Schnitzel

Schnitzel is a traditional food in the territory of the former Austro-Hungarian empire. In Hungarian it's called "rantott hus", and my family used to have it on Sundays as a holiday meal, following a chicken soup. In essence it's meat hammered into a thin cutlet, then breaded and deep fried. We usually made it out of chicken and pork. As you will see below, the pork slices have a particular shape...there was a running joke in geography classes at home: Hungary is schnitzel-shaped. I don't know if you agree...

Ingredients
2 pork chops
0.5 cup plain breadcrumbs
2 eggs
1 tbsp milk
0.24 cup flour
salt
black pepper
vegetable oil

Preparation
Hammer out the meat into thin slices.

Dust with salt and black pepper and allow to sit at room temperature for 10 minutes.

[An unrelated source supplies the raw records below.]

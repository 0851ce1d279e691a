use anyhow::Result;
use chrono::NaiveDate;
use sqlx::types::Json;

use crate::{infrastructure::database::DbPoolManager, models::Association};

const ASSOCIATION_COLUMNS: &str = "id, name, description, founded_date, address, phone, email, \
                                   logo, facebook, twitter, instagram, commission, game_schedule, \
                                   monthly_fee_cents, created_at, updated_at";

pub async fn fetch_by_id(db: &DbPoolManager, id: u64) -> Result<Option<Association>> {
    let association = sqlx::query_as::<_, Association>(&format!(
        "select {ASSOCIATION_COLUMNS} from associations where id = ?"
    ))
    .bind(id)
    .fetch_optional(db.as_ref())
    .await?;

    Ok(association)
}

/// The association behind an active slug.
pub async fn fetch_by_slug(db: &DbPoolManager, slug: &str) -> Result<Option<Association>> {
    let association = sqlx::query_as::<_, Association>(&format!(
        "select {ASSOCIATION_COLUMNS} from associations
         where id = (select association_id from slugs where slug = ? and is_active = true)"
    ))
    .bind(slug.trim().to_lowercase())
    .fetch_optional(db.as_ref())
    .await?;

    Ok(association)
}

pub async fn fetch_by_name(db: &DbPoolManager, name: &str) -> Result<Option<Association>> {
    let association = sqlx::query_as::<_, Association>(&format!(
        "select {ASSOCIATION_COLUMNS} from associations where name = ?"
    ))
    .bind(name)
    .fetch_optional(db.as_ref())
    .await?;

    Ok(association)
}

pub struct NewAssociation<'a> {
    pub name: &'a str,
    pub description: &'a str,
    pub founded_date: NaiveDate,
    pub address: &'a str,
    pub phone: &'a str,
    pub email: &'a str,
    pub facebook: Option<&'a str>,
    pub twitter: Option<&'a str>,
    pub instagram: Option<&'a str>,
    pub commission: Vec<String>,
    pub game_schedule: &'a str,
    pub monthly_fee_cents: i64,
}

pub async fn insert(db: &DbPoolManager, association: &NewAssociation<'_>) -> Result<u64> {
    let id = sqlx::query(
        "insert into associations
            (name, description, founded_date, address, phone, email, facebook, twitter,
             instagram, commission, game_schedule, monthly_fee_cents)
         values (?, ?, ?, ?, ?, ?, ?, ?, ?, ?, ?, ?)",
    )
    .bind(association.name)
    .bind(association.description)
    .bind(association.founded_date)
    .bind(association.address)
    .bind(association.phone)
    .bind(association.email)
    .bind(association.facebook)
    .bind(association.twitter)
    .bind(association.instagram)
    .bind(Json(&association.commission))
    .bind(association.game_schedule)
    .bind(association.monthly_fee_cents)
    .execute(db.as_ref())
    .await?
    .last_insert_id();

    Ok(id)
}

pub async fn set_monthly_fee(db: &DbPoolManager, id: u64, amount_cents: i64) -> Result<()> {
    sqlx::query("update associations set monthly_fee_cents = ? where id = ?")
        .bind(amount_cents)
        .bind(id)
        .execute(db.as_ref())
        .await?;

    Ok(())
}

Dip into flour, then whipped up egg-milk mixture, finally into breadcrumbs.

Allow to sit for 5-10 minutes while heating up the oil to a high temperature. The thin meat will cook through fast, and it's not desirable to have too much oil to get absorbed into the coating. To avoid that, we fry these at high temperature.

Fry the slices until golden brown on both sides. Flip once. Remove onto paper towels.

Serve with your favorite side, like acorn squash.